##### Data extracts

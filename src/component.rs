//! Application components and the [`App`] that hosts them.
//!
//! An [`App`] wires the framework's core services together: one event
//! bus, one dependency container, one breaker registry and one resource
//! manager, all shared. Components are started in registration order
//! and stopped in reverse; one component's failure is logged and never
//! prevents the others from starting or stopping.

use std::sync::atomic::{AtomicBool, Ordering};
use std::sync::Arc;

use async_trait::async_trait;
use thiserror::Error;
use tokio::sync::RwLock;
use tracing::{error, info, warn};

use crate::circuit_breaker::BreakerRegistry;
use crate::config::AppConfig;
use crate::di::Container;
use crate::error::{AppResult, Error};
use crate::event_bus::{Event, EventBus, EventType};
use crate::resource::ResourceManager;

#[derive(Error, Debug)]
pub enum ComponentError {
    #[error("Component `{name}` failed to start: {message}")]
    Start { name: String, message: String },

    #[error("Component `{name}` failed to stop: {message}")]
    Stop { name: String, message: String },

    #[error("Component `{name}` rejected configuration: {message}")]
    Config { name: String, message: String },
}

impl ComponentError {
    pub fn start(name: impl Into<String>, message: impl Into<String>) -> Self {
        ComponentError::Start {
            name: name.into(),
            message: message.into(),
        }
    }

    pub fn stop(name: impl Into<String>, message: impl Into<String>) -> Self {
        ComponentError::Stop {
            name: name.into(),
            message: message.into(),
        }
    }
}

pub type ComponentResult<T> = Result<T, ComponentError>;

/// A unit of application functionality hosted by an [`App`].
///
/// Components obtain their dependencies at construction time, typically
/// from the app's [`Container`], and communicate through the event bus
/// rather than holding references to each other.
#[async_trait]
pub trait Component: Send + Sync {
    fn name(&self) -> &str;

    async fn start(&self) -> ComponentResult<()>;

    async fn stop(&self) -> ComponentResult<()>;

    /// Called after the app's configuration is replaced at runtime.
    async fn on_config_update(&self, _config: &AppConfig) -> ComponentResult<()> {
        Ok(())
    }
}

/// The application shell owning the framework's core services.
pub struct App {
    config: RwLock<AppConfig>,
    event_bus: Arc<EventBus>,
    container: Arc<Container>,
    breakers: Arc<BreakerRegistry>,
    resources: Arc<ResourceManager>,
    components: std::sync::Mutex<Vec<Arc<dyn Component>>>,
    started: AtomicBool,
}

impl App {
    /// Builds an app and registers its core services in the container.
    pub fn new(config: AppConfig) -> Self {
        let event_bus = Arc::new(EventBus::new());
        let breakers = Arc::new(BreakerRegistry::new(config.breaker.clone()));
        let resources = Arc::new(ResourceManager::new(
            event_bus.clone(),
            breakers.clone(),
            config.manager.clone(),
        ));
        let container = Arc::new(Container::new());
        container.register_arc(event_bus.clone());
        container.register_arc(breakers.clone());
        container.register_arc(resources.clone());

        Self {
            config: RwLock::new(config),
            event_bus,
            container,
            breakers,
            resources,
            components: std::sync::Mutex::new(Vec::new()),
            started: AtomicBool::new(false),
        }
    }

    pub fn event_bus(&self) -> &Arc<EventBus> {
        &self.event_bus
    }

    pub fn container(&self) -> &Arc<Container> {
        &self.container
    }

    pub fn breakers(&self) -> &Arc<BreakerRegistry> {
        &self.breakers
    }

    pub fn resources(&self) -> &Arc<ResourceManager> {
        &self.resources
    }

    pub async fn config(&self) -> AppConfig {
        self.config.read().await.clone()
    }

    pub fn add_component(&self, component: Arc<dyn Component>) {
        self.components
            .lock()
            .expect("component lock poisoned")
            .push(component);
    }

    fn components(&self) -> Vec<Arc<dyn Component>> {
        self.components
            .lock()
            .expect("component lock poisoned")
            .clone()
    }

    /// Starts resources, then components in registration order.
    ///
    /// A component that fails to start is logged and skipped; the rest
    /// of the app comes up regardless.
    pub async fn start(self: &Arc<Self>) -> AppResult<()> {
        if self.started.swap(true, Ordering::SeqCst) {
            return Err(Error::internal("application already started"));
        }
        let name = self.config.read().await.name.clone();
        info!(app = %name, "starting application");
        self.event_bus.start();
        self.event_bus.publish(Event::new(EventType::AppStarting)).await;

        let report = self.resources.start_all_resources().await;
        if !report.all_started() {
            warn!(failed = report.failed.len(), "some resources failed to start");
        }

        for component in self.components() {
            match component.start().await {
                Ok(()) => {
                    info!(component = %component.name(), "component started");
                    self.event_bus
                        .publish(
                            Event::new(EventType::ComponentStarted)
                                .with_entry("component", component.name()),
                        )
                        .await;
                }
                Err(e) => error!(component = %component.name(), "component failed to start: {}", e),
            }
        }

        self.event_bus.publish(Event::new(EventType::AppStarted)).await;
        info!(app = %name, "application started");
        Ok(())
    }

    /// Stops components in reverse order, then resources, then the bus.
    pub async fn stop(self: &Arc<Self>) -> AppResult<()> {
        if !self.started.swap(false, Ordering::SeqCst) {
            warn!("application is not started");
            return Ok(());
        }
        info!("stopping application");
        self.event_bus.publish(Event::new(EventType::AppStopping)).await;

        for component in self.components().into_iter().rev() {
            match component.stop().await {
                Ok(()) => {
                    info!(component = %component.name(), "component stopped");
                    self.event_bus
                        .publish(
                            Event::new(EventType::ComponentStopped)
                                .with_entry("component", component.name()),
                        )
                        .await;
                }
                Err(e) => error!(component = %component.name(), "component failed to stop: {}", e),
            }
        }

        self.resources.stop_all_resources().await;
        self.event_bus.publish(Event::new(EventType::AppStopped)).await;
        self.event_bus.shutdown();
        info!("application stopped");
        Ok(())
    }

    /// Replaces the configuration and notifies every component.
    pub async fn update_config(&self, config: AppConfig) {
        *self.config.write().await = config.clone();
        info!(app = %config.name, "configuration updated");
        self.event_bus
            .publish(Event::new(EventType::ConfigUpdated).with_entry("app", config.name.clone()))
            .await;

        for component in self.components() {
            if let Err(e) = component.on_config_update(&config).await {
                error!(
                    component = %component.name(),
                    "component rejected configuration update: {}", e
                );
            }
        }
    }
}
//! # Chassis
//!
//! An async application chassis: the lifecycle, messaging and
//! resilience plumbing an application is built on.
//!
//! - [`event_bus`]: typed publish/subscribe messaging with priorities,
//!   filters and middleware
//! - [`resource`]: managed external dependencies with an explicit
//!   lifecycle state machine, connection pooling and bulk orchestration
//! - [`circuit_breaker`]: fail-fast protection around unreliable calls
//! - [`di`]: type-keyed dependency injection
//! - [`component`]: the [`App`](component::App) shell hosting
//!   application components
//! - [`config`]: JSON configuration with per-field defaults
//!
//! ## Example
//!
//! ```no_run
//! use std::sync::Arc;
//! use chassis::component::App;
//! use chassis::config::AppConfig;
//!
//! # async fn run() -> chassis::error::AppResult<()> {
//! let app = Arc::new(App::new(AppConfig::default()));
//! app.start().await?;
//! // ... serve ...
//! app.stop().await?;
//! # Ok(())
//! # }
//! ```

use tracing_subscriber::EnvFilter;

pub mod circuit_breaker;
pub mod component;
pub mod config;
pub mod di;
pub mod error;
pub mod event_bus;
pub mod resource;

pub use circuit_breaker::{BreakerError, BreakerRegistry, CircuitBreaker, CircuitState};
pub use component::{App, Component, ComponentError};
pub use config::AppConfig;
pub use di::{Container, DependencyError, Scope};
pub use error::{AppResult, Error};
pub use event_bus::{Event, EventBus, EventFilter, EventHandler, EventType, Value};
pub use resource::{
    ConnectionFactory, Resource, ResourceDriver, ResourceError, ResourceHealth, ResourceManager,
    ResourcePool, ResourceState,
};

/// Installs a global `tracing` subscriber honoring `RUST_LOG`.
///
/// Safe to call more than once; later calls are no-ops.
pub fn init_logging() {
    let _ = tracing_subscriber::fmt()
        .with_env_filter(EnvFilter::from_default_env())
        .try_init();
}
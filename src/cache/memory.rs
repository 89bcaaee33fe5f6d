//! In-memory LRU tier.

use std::num::NonZeroUsize;

use lru::LruCache;
use serde_json::Value;

pub(crate) struct MemoryTier {
    entries: LruCache<String, Value>,
}

impl MemoryTier {
    pub fn new(capacity: NonZeroUsize) -> Self {
        Self {
            entries: LruCache::new(capacity),
        }
    }

    /// Look up and mark as most recently used.
    pub fn get(&mut self, key: &str) -> Option<Value> {
        self.entries.get(key).cloned()
    }

    /// Insert, returning the key evicted to make room, if any.
    pub fn put(&mut self, key: String, value: Value) -> Option<String> {
        match self.entries.push(key.clone(), value) {
            Some((evicted, _)) if evicted != key => Some(evicted),
            _ => None,
        }
    }

    /// Presence check that leaves the recency order alone.
    pub fn contains(&self, key: &str) -> bool {
        self.entries.contains(key)
    }

    pub fn remove(&mut self, key: &str) -> bool {
        self.entries.pop(key).is_some()
    }

    pub fn clear(&mut self) -> usize {
        let count = self.entries.len();
        self.entries.clear();
        count
    }

    /// Change capacity, keeping the most recently used entries.
    pub fn resize(&mut self, capacity: NonZeroUsize) {
        self.entries.resize(capacity);
    }

    pub fn len(&self) -> usize {
        self.entries.len()
    }

    pub fn capacity(&self) -> usize {
        self.entries.cap().get()
    }
}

##########

## Work to complete
Pick out every line above that contains the word "breakers" and copy it.

## Response to this task
    breakers: Arc<BreakerRegistry>,
        let breakers = Arc::new(BreakerRegistry::new(config.breaker.clone()));
            breakers.clone(),
        container.register_arc(breakers.clone());
            breakers,
    pub fn breakers(&self) -> &Arc<BreakerRegistry> {
        &self.breakers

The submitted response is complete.